Task requirements
Working from the line that contains "assert_approx_eq!(f64, constant.rms, 0.0);" down to the last line below, repeat each line exactly.
[Input records — start]
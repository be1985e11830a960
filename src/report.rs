//! Observers of a finished run, neither ever mutates the grid.

use std::time::{Duration, Instant};

/// Summary statistics of a grid used to compare runs.
#[derive(Copy, Clone, Debug, PartialEq)]
pub struct Verification {
    pub sum: f64,

    /// Root mean square deviation from the mean.
    pub rms: f64,

    /// Sum of every byte of the buffer read as a signed integer.
    /// Sensitive to single bit differences, not to tolerance.
    pub checksum: i64,
}

impl Verification {
    pub fn new(values: &[f64]) -> Self {
        let sum: f64 = values.iter().sum();
        let mean = if values.is_empty() {
            0.0
        } else {
            sum / values.len() as f64
        };
        let sum_err_sqr: f64 =
            values.iter().map(|v| (v - mean) * (v - mean)).sum();
        let rms = if values.is_empty() {
            0.0
        } else {
            (sum_err_sqr / values.len() as f64).sqrt()
        };
        let bytes: &[i8] = bytemuck::cast_slice(values);
        let checksum = bytes.iter().map(|b| *b as i64).sum();
        Verification { sum, rms, checksum }
    }
}

impl std::fmt::Display for Verification {
    fn fmt(&self, f: &mut std::fmt::Formatter<'_>) -> std::fmt::Result {
        write!(
            f,
            "sum: {:e}, rms: {:.2}, checksum: {}",
            self.sum, self.rms, self.checksum
        )
    }
}

/// Wall clock around a timestep loop.
#[derive(Copy, Clone, Debug)]
pub struct RunTiming {
    pub start: Instant,
    pub end: Instant,
    pub steps: usize,
}

impl RunTiming {
    pub fn elapsed(&self) -> Duration {
        self.end.duration_since(self.start)
    }

    /// Millions of floating point operations per second over the run.
    pub fn mflops(&self, cells: usize, flops_per_cell: usize) -> f64 {
        let seconds = self.elapsed().as_secs_f64();
        if seconds == 0.0 {
            return 0.0;
        }
        (cells * flops_per_cell) as f64 * self.steps as f64 / seconds / 1.0e6
    }
}

#[cfg(test)]
mod unit_tests {
    use super::*;
    use float_cmp::assert_approx_eq;

    #[test]
    fn verification_test() {
        let v = Verification::new(&[1.0, 2.0, 3.0, 4.0]);
        assert_approx_eq!(f64, v.sum, 10.0);
        assert_approx_eq!(f64, v.rms, 1.25f64.sqrt());

        let constant = Verification::new(&[5.0; 16]);
        assert_approx_eq!(f64, constant.rms, 0.0);

        let empty = Verification::new(&[]);
        assert_eq!(empty.sum, 0.0);
        assert_eq!(empty.rms, 0.0);
        assert_eq!(empty.checksum, 0);
    }

    #[test]
    fn checksum_test() {
        // 1.0 is 0x3FF0_0000_0000_0000, bytes 0xF0 and 0x3F
        let v = Verification::new(&[1.0]);
        assert_eq!(v.checksum, 0x3F - 0x10);
        assert_eq!(Verification::new(&[0.0; 8]).checksum, 0);
        assert_ne!(
            Verification::new(&[1.0]).checksum,
            Verification::new(&[f64::from_bits(1.0f64.to_bits() + 1)]).checksum
        );
    }

    #[test]
    fn timing_test() {
        let start = Instant::now();
        let timing = RunTiming {
            start,
            end: start + Duration::from_secs(2),
            steps: 10,
        };
        assert_eq!(timing.elapsed(), Duration::from_secs(2));
        let expected = 1000.0 * 5.0 * 10.0 / 2.0 / 1.0e6;
        assert_approx_eq!(f64, timing.mflops(1000, 5), expected);

        let instant = RunTiming {
            start,
            end: start,
            steps: 10,
        };
        assert_eq!(instant.mflops(1000, 5), 0.0);
    }
}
[Input records — finish]
Output for this exercise
        assert_approx_eq!(f64, constant.rms, 0.0);

        let empty = Verification::new(&[]);
        assert_eq!(empty.sum, 0.0);
        assert_eq!(empty.rms, 0.0);
        assert_eq!(empty.checksum, 0);
    }

    #[test]
    fn checksum_test() {
        // 1.0 is 0x3FF0_0000_0000_0000, bytes 0xF0 and 0x3F
        let v = Verification::new(&[1.0]);
        assert_eq!(v.checksum, 0x3F - 0x10);
        assert_eq!(Verification::new(&[0.0; 8]).checksum, 0);
        assert_ne!(
            Verification::new(&[1.0]).checksum,
            Verification::new(&[f64::from_bits(1.0f64.to_bits() + 1)]).checksum
        );
    }

    #[test]
    fn timing_test() {
        let start = Instant::now();
        let timing = RunTiming {
            start,
            end: start + Duration::from_secs(2),
            steps: 10,
        };
        assert_eq!(timing.elapsed(), Duration::from_secs(2));
        let expected = 1000.0 * 5.0 * 10.0 / 2.0 / 1.0e6;
        assert_approx_eq!(f64, timing.mflops(1000, 5), expected);

        let instant = RunTiming {
            start,
            end: start,
            steps: 10,
        };
        assert_eq!(instant.mflops(1000, 5), 0.0);
    }
}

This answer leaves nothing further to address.